4. Austin Grossman, Soon I Will
Be Invincible (Pantheon)
Austin Grossman's pop-fluff debut
novel reads like a prose version of an Alan Moore superhero comic: The chapters
alternate between the perspective of a supervillain bent on world domination,
and that of a newbie superheroine trying to integrate into an established
group. Drawing heavily on superhero-comics tropes, but finding a good bit of
depth and pathos in those tropes, Grossman constructs a giddily readable,
thoroughly enjoyable popcorn book that whips by at the speed of light.
5. Philip Roth, Exit Ghost (Houghton Mifflin)
In this companion piece to the slim, death-haunted
2006 novel Everyman, Roth's frequent alter ego Nathan Zuckerman, after spending
years as a near-ascetic in the New England countryside, is drawn back to a
ghost-filled New York by the promise of a surgical procedure that may repair
his incontinent bladder. Roth uses Zuckerman—once a stand-in for Roth's
youthful and midlife obsessions— as a vulgar observer of how we say
goodbye to earthly obsessions. Roth promises it's Zuckerman's final appearance,
but it'd be a shame to permanently shelve a mouthpiece this effective.
6. Laura Lippman, What The Dead Know (William Morrow)
A middle-aged woman claims to be one of two
sisters who famously went missing from a Baltimore shopping mall in the
mid-'70s, and while local police investigate her claims, Lippman jumps back to
the circumstances surrounding the original crime, and what became of the girls
and their parents in the years that followed. Though What The Dead Know offers a beguiling
puzzle, Lippman is less concerned with putting the pieces together than with
holding each one up to admire the curiously familiar shapes.

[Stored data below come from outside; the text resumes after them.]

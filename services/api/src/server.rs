use crate::cli::ServeArgs;
use crate::infra::{AppState, InMemorySubmissionRepository};
use crate::routes::with_ndt_routes;
use axum::Extension;
use axum_prometheus::PrometheusMetricLayer;
use std::sync::atomic::Ordering;
use std::sync::Arc;
use structural_audit::config::AppConfig;
use structural_audit::error::AppError;
use structural_audit::telemetry;
use structural_audit::workflows::ndt::{NdtFormService, SubmissionLimits};
use tracing::info;

pub(crate) async fn run(mut args: ServeArgs) -> Result<(), AppError> {
    let mut config = AppConfig::load()?;

    if let Some(host) = args.host.take() {
        config.server.host = host;
    }
    if let Some(port) = args.port.take() {
        config.server.port = port;
    }

    telemetry::init(&config.telemetry)?;

    let (prometheus_layer, prometheus_handle) = PrometheusMetricLayer::pair();
    let readiness_flag = Arc::new(std::sync::atomic::AtomicBool::new(false));
    let app_state = AppState {
        readiness: readiness_flag.clone(),
        metrics: Arc::new(prometheus_handle),
    };

    let repository = Arc::new(InMemorySubmissionRepository::default());
    let limits = SubmissionLimits::from(&config.ndt);
    let ndt_service = Arc::new(NdtFormService::new(repository, limits));

    let app = with_ndt_routes(ndt_service)
        .layer(Extension(app_state))
        .layer(prometheus_layer);

    let addr = config.server.socket_addr()?;
    let listener = tokio::net::TcpListener::bind(addr).await?;
    readiness_flag.store(true, Ordering::Release);

    info!(
        ?config.environment,
        %addr,
        max_photos = limits.max_photos,
        max_photo_bytes = limits.max_photo_bytes,
        "structural audit NDT service ready"
    );

    axum::serve(listener, app).await?;
    Ok(())
}
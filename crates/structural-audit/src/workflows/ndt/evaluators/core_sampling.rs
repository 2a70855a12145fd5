use std::f64::consts::PI;

use super::{derived, Evaluator, Tier};
use crate::workflows::ndt::domain::{DerivedResult, NdtTest, Severity};
use crate::workflows::ndt::measurement::Measurements;
use crate::workflows::ndt::thresholds::{Bound, ThresholdTable};

/// Core length and diameter in mm, measured strength, core weight in kg.
pub const FIELDS: &[&str] = &["length", "diameter", "measured_strength", "weight"];

#[derive(Debug, Clone, Copy, PartialEq, Eq)]
pub enum CoreCondition {
    MeetsCriteria,
    SlightlyLower,
    Weak,
    HighlyDefective,
}

impl Tier for CoreCondition {
    fn label(self) -> &'static str {
        match self {
            CoreCondition::MeetsCriteria => "Meets Acceptance Criteria",
            CoreCondition::SlightlyLower => "Slightly Lower Than Expected",
            CoreCondition::Weak => "Weak Concrete",
            CoreCondition::HighlyDefective => "Highly Defective",
        }
    }

    fn severity(self) -> Severity {
        match self {
            CoreCondition::MeetsCriteria => Severity::Satisfactory,
            CoreCondition::SlightlyLower => Severity::Minor,
            CoreCondition::Weak => Severity::Moderate,
            CoreCondition::HighlyDefective => Severity::Severe,
        }
    }

    fn recommendation(self) -> &'static str {
        match self {
            CoreCondition::MeetsCriteria => {
                "Core strength meets the acceptance criteria. No remedial action required."
            }
            CoreCondition::SlightlyLower => {
                "Core strength is slightly lower than expected. Review design loads and monitor the member."
            }
            CoreCondition::Weak => {
                "Core strength indicates weak concrete. Structural strengthening should be considered."
            }
            CoreCondition::HighlyDefective => {
                "Core strength indicates highly defective concrete. Immediate structural intervention or replacement is required."
            }
        }
    }
}

const CORRECTION: ThresholdTable<f64> = ThresholdTable::new(
    &[
        (Bound::AtLeast(2.0), 1.0),
        (Bound::AtLeast(1.75), 0.98),
        (Bound::AtLeast(1.5), 0.96),
        (Bound::AtLeast(1.25), 0.93),
    ],
    0.90,
);

const CONDITION: ThresholdTable<CoreCondition> = ThresholdTable::new(
    &[
        (Bound::AtLeast(85.0), CoreCondition::MeetsCriteria),
        (Bound::AtLeast(75.0), CoreCondition::SlightlyLower),
        (Bound::AtLeast(50.0), CoreCondition::Weak),
    ],
    CoreCondition::HighlyDefective,
);

/// Strength correction factor for a core's length/diameter ratio.
pub fn correction_factor(ld_ratio: f64) -> f64 {
    CORRECTION.classify(ld_ratio)
}

pub fn classify(corrected_strength: f64) -> CoreCondition {
    CONDITION.classify(corrected_strength)
}

fn effective_diameter(diameter: f64) -> f64 {
    if diameter > 0.0 {
        diameter
    } else {
        1.0
    }
}

/// Quantities derived from a single drilled core.
#[derive(Debug, Clone, Copy, PartialEq)]
pub struct CoreDerivation {
    pub ld_ratio: f64,
    pub correction_factor: f64,
    pub corrected_strength: f64,
    pub density: f64,
}

pub fn derive_core(length: f64, diameter: f64, measured_strength: f64, weight: f64) -> CoreDerivation {
    let diameter = effective_diameter(diameter);
    let ld_ratio = length / diameter;
    let factor = correction_factor(ld_ratio);

    let radius_m = diameter / 2000.0;
    let volume = PI * radius_m * radius_m * (length / 1000.0);
    let density = if volume > 0.0 { weight / volume } else { 0.0 };

    CoreDerivation {
        ld_ratio,
        correction_factor: factor,
        corrected_strength: measured_strength * factor,
        density,
    }
}

pub struct CoreSampling;

impl Evaluator for CoreSampling {
    fn test(&self) -> NdtTest {
        NdtTest::CoreSampling
    }

    fn fields(&self) -> &'static [&'static str] {
        FIELDS
    }

    fn evaluate(&self, measurements: &Measurements) -> DerivedResult {
        let core = derive_core(
            measurements.number("length"),
            measurements.number("diameter"),
            measurements.number("measured_strength"),
            measurements.number("weight"),
        );

        derived(
            classify(core.corrected_strength),
            [
                ("ld_ratio", core.ld_ratio),
                ("correction_factor", core.correction_factor),
                ("corrected_strength", core.corrected_strength),
                ("density", core.density),
            ],
        )
    }
}
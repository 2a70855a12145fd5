use super::common::*;
use axum::body::Body;
use axum::extract::{Path, State};
use axum::http::{header, Method, Request, StatusCode};
use serde_json::{json, Value};
use std::sync::Arc;
use tower::ServiceExt;

use crate::workflows::ndt::router::{evaluate_handler, EvaluateRequest};
use crate::workflows::ndt::{NdtFormService, NdtTest, TestToggle};

fn json_request(method: Method, uri: &str, body: Value) -> Request<Body> {
    Request::builder()
        .method(method)
        .uri(uri)
        .header(header::CONTENT_TYPE, "application/json")
        .body(Body::from(serde_json::to_vec(&body).expect("encode body")))
        .expect("request")
}

fn empty_request(method: Method, uri: &str) -> Request<Body> {
    Request::builder()
        .method(method)
        .uri(uri)
        .body(Body::empty())
        .expect("request")
}

#[tokio::test]
async fn evaluate_handler_classifies_without_a_form() {
    let response = evaluate_handler(
        Path("half-cell-potential".to_string()),
        axum::Json(EvaluateRequest {
            measurements: [("potential", "-200")].into_iter().collect(),
        }),
    )
    .await;

    assert_eq!(response.status(), StatusCode::OK);
    let payload = read_json_body(response).await;
    assert_eq!(payload["tier"], "Moderate Risk");
    assert_eq!(payload["quantities"]["corrosion_probability"], 50.0);
}

#[tokio::test]
async fn evaluate_route_rejects_unknown_tests() {
    let (service, _) = build_service();
    let response = router_with_memory_repository(service)
        .oneshot(json_request(
            Method::POST,
            "/api/v1/ndt/schmidt_probe/evaluate",
            json!({ "measurements": {} }),
        ))
        .await
        .expect("route executes");

    assert_eq!(response.status(), StatusCode::NOT_FOUND);
    let payload = read_json_body(response).await;
    assert_eq!(payload["error"], "unknown NDT test 'schmidt_probe'");
}

#[tokio::test]
async fn wizard_flow_over_http_ends_in_a_read_only_form() {
    let (service, repository) = build_service();
    let app = router_with_memory_repository(service);
    let base = format!("/api/v1/audits/{}/ndt", audit_id());

    let mounted = app
        .clone()
        .oneshot(empty_request(Method::POST, &base))
        .await
        .expect("mount");
    assert_eq!(mounted.status(), StatusCode::OK);

    let toggled = app
        .clone()
        .oneshot(json_request(
            Method::PUT,
            &format!("{base}/crushing_strength/toggle"),
            json!({ "toggle": "performed" }),
        ))
        .await
        .expect("toggle");
    assert_eq!(toggled.status(), StatusCode::OK);
    let entry = read_json_body(toggled).await;
    assert_eq!(entry["toggle"], "performed");
    assert_eq!(entry["result"]["tier"], "Highly Defective");

    let measured = app
        .clone()
        .oneshot(json_request(
            Method::PUT,
            &format!("{base}/crushing_strength/measurements"),
            json!({ "field": "strength", "value": "88" }),
        ))
        .await
        .expect("measure");
    assert_eq!(measured.status(), StatusCode::OK);
    assert_eq!(read_json_body(measured).await["tier"], "Good");

    let submitted = app
        .clone()
        .oneshot(json_request(
            Method::POST,
            &format!("{base}/submit"),
            json!({ "photos": [] }),
        ))
        .await
        .expect("submit");
    assert_eq!(submitted.status(), StatusCode::ACCEPTED);
    assert_eq!(read_json_body(submitted).await["reference"], "ndt-1");
    assert_eq!(repository.persist_count(), 1);

    let locked = app
        .clone()
        .oneshot(json_request(
            Method::PUT,
            &format!("{base}/crushing_strength/measurements"),
            json!({ "measurements": { "strength": 40 } }),
        ))
        .await
        .expect("edit after submit");
    assert_eq!(locked.status(), StatusCode::CONFLICT);

    let report = app
        .oneshot(empty_request(Method::GET, &format!("{base}/report")))
        .await
        .expect("report");
    assert_eq!(report.status(), StatusCode::OK);
    let report = read_json_body(report).await;
    assert_eq!(report["submitted"], true);
    assert_eq!(report["sections"][0]["test"], "crushing_strength");
}

#[tokio::test]
async fn form_errors_map_to_unprocessable_entity() {
    let (service, _) = build_service();
    service.mount(&audit_id()).expect("mount");
    let app = router_with_memory_repository(service);

    let response = app
        .oneshot(json_request(
            Method::PUT,
            &format!("/api/v1/audits/{}/ndt/sulfate/measurements", audit_id()),
            json!({ "field": "content", "value": 0.2 }),
        ))
        .await
        .expect("route executes");

    assert_eq!(response.status(), StatusCode::UNPROCESSABLE_ENTITY);
}

#[tokio::test]
async fn unmounted_forms_are_not_found() {
    let (service, _) = build_service();
    let app = router_with_memory_repository(service);

    let response = app
        .oneshot(empty_request(
            Method::GET,
            &format!("/api/v1/audits/{}/ndt", audit_id()),
        ))
        .await
        .expect("route executes");

    assert_eq!(response.status(), StatusCode::NOT_FOUND);
}

#[tokio::test]
async fn persistence_failures_map_to_bad_gateway() {
    let service = Arc::new(NdtFormService::new(
        Arc::new(UnavailableRepository),
        limits(),
    ));
    service.mount(&audit_id()).expect("mount");
    service
        .set_toggle(&audit_id(), NdtTest::Sulfate, TestToggle::Performed)
        .expect("toggle");

    let response = crate::workflows::ndt::router::submit_handler::<UnavailableRepository>(
        State(service.clone()),
        Path(audit_id().0),
        axum::Json(Default::default()),
    )
    .await;

    assert_eq!(response.status(), StatusCode::BAD_GATEWAY);
    assert!(!service.form(&audit_id()).expect("form").is_read_only());
}
use crate::infra::{
    load_photo, parse_measurement_arg, parse_photo_arg, parse_test, InMemorySubmissionRepository,
};
use clap::Args;
use std::path::PathBuf;
use std::sync::Arc;
use structural_audit::config::AppConfig;
use structural_audit::error::AppError;
use structural_audit::workflows::ndt::{
    evaluate, evaluator_for, AuditId, FieldLogImporter, MeasurementValue, Measurements,
    NdtFormService, NdtFormState, NdtReport, NdtTest, PhotoAttachment, SubmissionLimits,
    SubmissionReceipt,
};

#[derive(Args, Debug)]
pub(crate) struct EvaluateArgs {
    /// Test to evaluate (key, kebab-case or title, e.g. `half-cell-potential`)
    #[arg(value_parser = parse_test)]
    pub(crate) test: NdtTest,
    /// Raw measurements as FIELD=VALUE pairs
    #[arg(value_parser = parse_measurement_arg)]
    pub(crate) measurements: Vec<(String, MeasurementValue)>,
    /// Print the result as JSON
    #[arg(long)]
    pub(crate) json: bool,
}

#[derive(Args, Debug)]
pub(crate) struct ImportArgs {
    /// Field log CSV with Test,Field,Value columns
    pub(crate) field_log: PathBuf,
    /// Audit the field log belongs to
    #[arg(long, default_value = "field-audit")]
    pub(crate) audit_id: String,
    /// Photos to attach as TEST=PATH pairs
    #[arg(long = "photo", value_parser = parse_photo_arg)]
    pub(crate) photos: Vec<(NdtTest, PathBuf)>,
    /// Dry-run a submission after reporting: validates photos against the configured limits
    /// and stores the form in a process-local store that is discarded on exit
    #[arg(long)]
    pub(crate) submit: bool,
    /// Print the report as JSON
    #[arg(long)]
    pub(crate) json: bool,
}

pub(crate) fn run_evaluate(args: EvaluateArgs) -> Result<(), AppError> {
    let EvaluateArgs {
        test,
        measurements,
        json,
    } = args;

    let (inputs, ignored) = collect_measurements(test, measurements);
    if !ignored.is_empty() {
        eprintln!(
            "Ignoring unknown field(s) {} (expected one of: {})",
            ignored.join(", "),
            evaluator_for(test).fields().join(", ")
        );
    }

    let result = evaluate(test, &inputs);
    if json {
        println!("{}", render_json(&result));
        return Ok(());
    }

    println!("{}", test.title());
    println!("- Tier: {}", result.tier);
    if let Some(severity) = result.severity {
        println!("- Severity: {}", severity.label());
    }
    for (name, value) in &result.quantities {
        println!("- {} = {:.2}", name, value);
    }
    println!("- Recommendation: {}", result.recommendation);
    Ok(())
}

pub(crate) fn run_import(args: ImportArgs) -> Result<(), AppError> {
    let ImportArgs {
        field_log,
        audit_id,
        photos,
        submit,
        json,
    } = args;

    let audit_id = AuditId(audit_id);
    let form = FieldLogImporter::from_path(audit_id.clone(), &field_log)?;
    let report = NdtReport::from_form(&form);

    if json {
        println!("{}", render_json(&report));
    } else {
        render_report(&report, &field_log);
    }

    if !submit {
        return Ok(());
    }

    let attachments = photos
        .iter()
        .map(|(test, path)| load_photo(*test, path))
        .collect::<Result<Vec<_>, _>>()?;

    let limits = SubmissionLimits::from(&AppConfig::load()?.ndt);
    let receipt = submit_imported(form, attachments, limits)?;
    println!(
        "\nSubmitted {} as {} at {}",
        receipt.audit_id,
        receipt.reference,
        receipt.submitted_at.to_rfc3339()
    );
    Ok(())
}

/// Split CLI measurements into the fields the test accepts and the names it does not.
fn collect_measurements(
    test: NdtTest,
    pairs: Vec<(String, MeasurementValue)>,
) -> (Measurements, Vec<String>) {
    let evaluator = evaluator_for(test);
    let mut inputs = Measurements::new();
    let mut ignored = Vec::new();
    for (field, value) in pairs {
        if evaluator.accepts(&field) {
            inputs.insert(&field, value);
        } else {
            ignored.push(field);
        }
    }
    (inputs, ignored)
}

/// Run an imported form through the same submit path the server uses.
///
/// The store lives only for this call, so the receipt confirms the form and photos would be
/// accepted but nothing outlives the process.
fn submit_imported(
    form: NdtFormState,
    attachments: Vec<PhotoAttachment>,
    limits: SubmissionLimits,
) -> Result<SubmissionReceipt, AppError> {
    let audit_id = form.audit_id().clone();
    let service = NdtFormService::new(Arc::new(InMemorySubmissionRepository::default()), limits);
    service.load(form)?;
    Ok(service.submit(&audit_id, attachments)?)
}

fn render_report(report: &NdtReport, source: &std::path::Path) {
    println!(
        "NDT summary for audit {} ({})",
        report.audit_id,
        source.display()
    );
    if let Some(severity) = report.overall_severity {
        println!("Overall severity: {}", severity.label());
    }
    if !report.critical_findings.is_empty() {
        let names: Vec<&str> = report
            .critical_findings
            .iter()
            .map(|test| test.title())
            .collect();
        println!("Critical findings: {}", names.join(", "));
    }
    for line in report.summary_lines() {
        println!("{line}");
    }
}

fn render_json<T: serde::Serialize>(value: &T) -> String {
    serde_json::to_string_pretty(value).unwrap_or_else(|err| format!("{{\"error\":\"{err}\"}}"))
}

#[cfg(test)]
mod tests {
    use super::*;
    use structural_audit::workflows::ndt::{FormServiceError, SubmissionError, TestToggle};

    fn imported_form() -> NdtFormState {
        let csv = "Test,Field,Value\nrebound_hammer,reading_1,38\nrebound_hammer,reading_2,42\n";
        FieldLogImporter::from_reader(AuditId("AUD-CLI".to_string()), csv.as_bytes())
            .expect("field log")
    }

    fn photo() -> PhotoAttachment {
        PhotoAttachment {
            test: NdtTest::ReboundHammer,
            file_name: "grid.jpg".to_string(),
            content_type: "image/jpeg".to_string(),
            bytes: vec![0xFF, 0xD8, 0xFF, 0xE0],
        }
    }

    #[test]
    fn unknown_fields_are_reported_not_evaluated() {
        let pairs = vec![
            ("potential".to_string(), MeasurementValue::from("-380")),
            ("voltage".to_string(), MeasurementValue::from("12")),
        ];

        let (inputs, ignored) = collect_measurements(NdtTest::HalfCellPotential, pairs);

        assert_eq!(ignored, vec!["voltage".to_string()]);
        assert_eq!(inputs.field_names().collect::<Vec<_>>(), vec!["potential"]);
    }

    #[test]
    fn imported_submission_applies_the_given_limits() {
        let form = imported_form();
        assert_eq!(form.toggle(NdtTest::ReboundHammer), TestToggle::Performed);

        let tight = SubmissionLimits {
            max_photos: 0,
            max_photo_bytes: 1024,
        };
        match submit_imported(form.clone(), vec![photo()], tight) {
            Err(AppError::Form(FormServiceError::Submission(SubmissionError::TooManyPhotos {
                max: 0,
                found: 1,
            }))) => {}
            other => panic!("expected the photo limit to apply, got {other:?}"),
        }

        let receipt =
            submit_imported(form, vec![photo()], SubmissionLimits::default()).expect("submit");
        assert_eq!(receipt.audit_id, AuditId("AUD-CLI".to_string()));
        assert_eq!(receipt.reference, "NDT-00001");
    }
}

This is the kind
of book readers will scour for clues, not just to the mystery, but to how we
all become who we become.
7. James Kugel, How To Read The Bible: A Guide To Scripture, Then And Now (Free Press)
Who
should we believe about the Bible—our Sunday-school teachers, or our
university professors? Jewish scholar James Kugel cuts through this dilemma
with a breathtaking new look at the world's most popular book. Scripture was
composed and compiled over the course of a millennium for reasons that historians,
academics, and literary detectives have illuminated in the last century and a
half. But it became the Bible through the work of ancient interpreters: rabbis,
bishops, apocalyptic writers, sectarian leaders, and scribes of all stripes who
propagated definitive readings of the texts they held to be sacred. Kugel walks
through the entire Hebrew Bible, juxtaposing early interpretations with
deconstructive scholarship. No writer on the Bible has wrestled so profoundly
with the most basic, important questions raised by our conflicting knowledge
and desires.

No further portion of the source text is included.